Treatment Options for Microscopic Polyangiitis:

Treatment for MPA aims to suppress the immune system, manage symptoms, and prevent organ damage. It is generally divided into two phases:

Corticosteroids:

High-dose corticosteroids, such as prednisone, are the primary treatment in the induction phase to reduce inflammation rapidly and suppress the immune system’s activity. These medications help control flare-ups and alleviate symptoms.

Immunosuppressive Drugs:

Drugs like cyclophosphamide or rituximab are commonly prescribed to suppress the immune system, inducing remission by reducing the production of harmful autoantibodies that cause inflammation in small blood vessels.

Plasma Exchange (Plasmapheresis):

In severe cases of MPA, plasma exchange may be used to remove harmful autoantibodies from the blood. This procedure helps to reduce inflammation and improve organ function in patients with critical conditions.

Low-Dose Immunosuppressants:

After the induction phase, medications such as azathioprine or methotrexate are prescribed at lower doses to maintain remission, prevent flare-ups, and reduce the need for higher corticosteroid doses, minimizing long-term side effects.

Organ-Specific Treatments:

Depending on the affected organs, patients may need specific treatments, such as oxygen therapy for lung involvement or dialysis for kidney failure, to support organ function and prevent further damage.

Antibiotics:

Antibiotic treatments are used if bacterial infections, such as pneumonia or urinary tract infections, occur in MPA patients.
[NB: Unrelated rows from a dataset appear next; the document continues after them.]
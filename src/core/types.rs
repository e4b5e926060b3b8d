//! Recipe state types.
//!
//! Everything in this module is part of the persisted fragment, so all types
//! derive Serialize/Deserialize with the wire names the fragment uses.

use indexmap::IndexMap;
use serde::{Deserialize, Serialize};
use std::fmt;

// ============================================================================
// Identifiers
// ============================================================================

/// Identifier of a liquid or solid, drawn from `RecipeState::next_id`.
///
/// Serialized as a bare integer; as a JSON object key it becomes the
/// decimal string form (`"0"`, `"1"`, ...).
#[derive(Debug, Clone, Copy, PartialEq, Eq, Hash, PartialOrd, Ord, Serialize, Deserialize)]
#[serde(transparent)]
pub struct IngredientId(pub u64);

impl fmt::Display for IngredientId {
    fn fmt(&self, f: &mut fmt::Formatter<'_>) -> fmt::Result {
        write!(f, "{}", self.0)
    }
}

impl std::str::FromStr for IngredientId {
    type Err = String;

    fn from_str(s: &str) -> Result<Self, Self::Err> {
        s.trim()
            .parse::<u64>()
            .map(IngredientId)
            .map_err(|_| format!("invalid ingredient id '{}'", s))
    }
}

// ============================================================================
// Ingredients
// ============================================================================

/// A liquid ingredient.
#[derive(Debug, Clone, Default, PartialEq, Serialize, Deserialize)]
pub struct Liquid {
    #[serde(default)]
    pub name: String,

    /// Percentage of total volume (0–100). `None` fills the remainder.
    #[serde(default)]
    pub amount: Option<f64>,
}

/// A solid ingredient.
#[derive(Debug, Clone, Default, PartialEq, Serialize, Deserialize)]
pub struct Solid {
    #[serde(default)]
    pub name: String,

    /// Volume displaced per unit mass per unit total volume.
    #[serde(default)]
    pub displacement: Option<f64>,

    /// Concentration (mass per unit volume).
    #[serde(default)]
    pub amount: Option<f64>,
}

/// Which map an ingredient lives in.
#[derive(Debug, Clone, Copy, PartialEq, Eq)]
pub enum IngredientKind {
    Liquid,
    Solid,
}

impl fmt::Display for IngredientKind {
    fn fmt(&self, f: &mut fmt::Formatter<'_>) -> fmt::Result {
        match self {
            IngredientKind::Liquid => write!(f, "liquid"),
            IngredientKind::Solid => write!(f, "solid"),
        }
    }
}

/// A single-field edit applied by `RecipeState::update_field`.
#[derive(Debug, Clone, PartialEq)]
pub enum FieldUpdate {
    Name(String),
    Amount(Option<f64>),
    Displacement(Option<f64>),
}

impl FieldUpdate {
    /// Wire name of the field this update touches.
    pub fn field_name(&self) -> &'static str {
        match self {
            FieldUpdate::Name(_) => "name",
            FieldUpdate::Amount(_) => "amount",
            FieldUpdate::Displacement(_) => "displacement",
        }
    }
}

/// A mutation that could not be applied.
#[derive(Debug, Clone, PartialEq, thiserror::Error)]
pub enum StateError {
    #[error("unknown ingredient {0}")]
    UnknownIngredient(IngredientId),
    #[error("{kind} {id} has no field '{field}'")]
    NoSuchField {
        id: IngredientId,
        kind: IngredientKind,
        field: &'static str,
    },
    #[error("ingredient ids exhausted")]
    IdsExhausted,
}

/// Parse a user-entered number. Empty, `-`, unparsable and non-finite input
/// all mean "unset".
pub fn parse_amount(input: &str) -> Option<f64> {
    let trimmed = input.trim();
    if trimmed.is_empty() || trimmed == "-" {
        return None;
    }
    trimmed.parse::<f64>().ok().filter(|v| v.is_finite())
}

// ============================================================================
// Recipe state
// ============================================================================

pub const DEFAULT_VOLUME_UNITS: &str = "mL";
pub const DEFAULT_MASS_UNITS: &str = "g";

/// The whole persisted recipe.
#[derive(Debug, Clone, PartialEq, Serialize, Deserialize)]
#[serde(rename_all = "camelCase")]
pub struct RecipeState {
    /// Catalog key carried by short-link fragments.
    #[serde(default, skip_serializing_if = "Option::is_none")]
    pub tinyurl: Option<String>,

    /// Next id to hand out. Never decreases.
    #[serde(rename = "uid", default)]
    pub next_id: u64,

    /// Target output volume in `volume_units`.
    #[serde(rename = "volume", default)]
    pub total_volume: Option<f64>,

    #[serde(default = "default_volume_units")]
    pub volume_units: String,

    #[serde(default = "default_mass_units")]
    pub mass_units: String,

    /// Liquids in insertion order.
    #[serde(default)]
    pub liquids: IndexMap<IngredientId, Liquid>,

    /// Solids in insertion order.
    #[serde(default)]
    pub solids: IndexMap<IngredientId, Solid>,
}

fn default_volume_units() -> String {
    DEFAULT_VOLUME_UNITS.to_string()
}

fn default_mass_units() -> String {
    DEFAULT_MASS_UNITS.to_string()
}

impl Default for RecipeState {
    fn default() -> Self {
        RecipeState {
            tinyurl: None,
            next_id: 0,
            total_volume: None,
            volume_units: default_volume_units(),
            mass_units: default_mass_units(),
            liquids: IndexMap::new(),
            solids: IndexMap::new(),
        }
    }
}

impl RecipeState {
    /// Hand out `next_id`. The last u64 is never handed out, so the counter
    /// always stays above every id in use.
    fn allocate_id(&mut self) -> Result<IngredientId, StateError> {
        let next = self
            .next_id
            .checked_add(1)
            .ok_or(StateError::IdsExhausted)?;
        let id = IngredientId(self.next_id);
        self.next_id = next;
        Ok(id)
    }

    /// Append an empty liquid and return its id.
    pub fn add_liquid(&mut self) -> Result<IngredientId, StateError> {
        let id = self.allocate_id()?;
        self.liquids.insert(id, Liquid::default());
        Ok(id)
    }

    /// Append an empty solid and return its id.
    pub fn add_solid(&mut self) -> Result<IngredientId, StateError> {
        let id = self.allocate_id()?;
        self.solids.insert(id, Solid::default());
        Ok(id)
    }

    /// Which map holds `id`, if any.
    pub fn kind_of(&self, id: IngredientId) -> Option<IngredientKind> {
        if self.liquids.contains_key(&id) {
            Some(IngredientKind::Liquid)
        } else if self.solids.contains_key(&id) {
            Some(IngredientKind::Solid)
        } else {
            None
        }
    }

    /// Remove an ingredient. Remaining entries keep their order; the id is
    /// never handed out again.
    pub fn remove(&mut self, id: IngredientId) -> Option<IngredientKind> {
        if self.liquids.shift_remove(&id).is_some() {
            Some(IngredientKind::Liquid)
        } else if self.solids.shift_remove(&id).is_some() {
            Some(IngredientKind::Solid)
        } else {
            None
        }
    }

    /// Replace one field of one ingredient in place.
    pub fn update_field(&mut self, id: IngredientId, update: FieldUpdate) -> Result<(), StateError> {
        if let Some(liquid) = self.liquids.get_mut(&id) {
            return match update {
                FieldUpdate::Name(name) => {
                    liquid.name = name;
                    Ok(())
                }
                FieldUpdate::Amount(amount) => {
                    liquid.amount = amount;
                    Ok(())
                }
                FieldUpdate::Displacement(_) => Err(StateError::NoSuchField {
                    id,
                    kind: IngredientKind::Liquid,
                    field: "displacement",
                }),
            };
        }
        if let Some(solid) = self.solids.get_mut(&id) {
            match update {
                FieldUpdate::Name(name) => solid.name = name,
                FieldUpdate::Amount(amount) => solid.amount = amount,
                FieldUpdate::Displacement(d) => solid.displacement = d,
            }
            return Ok(());
        }
        Err(StateError::UnknownIngredient(id))
    }

    /// Raise `next_id` past every id in use. Returns whether it changed;
    /// fails when the largest id leaves no room above it.
    pub fn repair_next_id(&mut self) -> Result<bool, StateError> {
        let max = self
            .liquids
            .keys()
            .chain(self.solids.keys())
            .map(|id| id.0)
            .max();
        match max {
            Some(max) if self.next_id <= max => {
                self.next_id = max.checked_add(1).ok_or(StateError::IdsExhausted)?;
                Ok(true)
            }
            _ => Ok(false),
        }
    }
}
These infections may trigger or exacerbate symptoms of the disease.

Regular Monitoring and Follow-Ups:

Monitoring kidney function, lung health, and inflammatory markers is essential in managing MPA. Regular follow-up visits with healthcare providers help adjust treatment plans, detect relapses, and ensure optimal disease management.

Conclusion

Microscopic polyangiitis is a complex and potentially life-threatening condition that requires prompt diagnosis and a comprehensive treatment plan. From understanding its symptoms to exploring innovative therapies, taking proactive steps can significantly improve outcomes.

Whether you're courting your diagnosis or supporting a loved one, staying informed empowers you to make decisions that promote long-term health. If you suspect MPA or have concerns about your symptoms, consult a healthcare provider today. Early action could make all the difference in managing this rare autoimmune disorder effectively.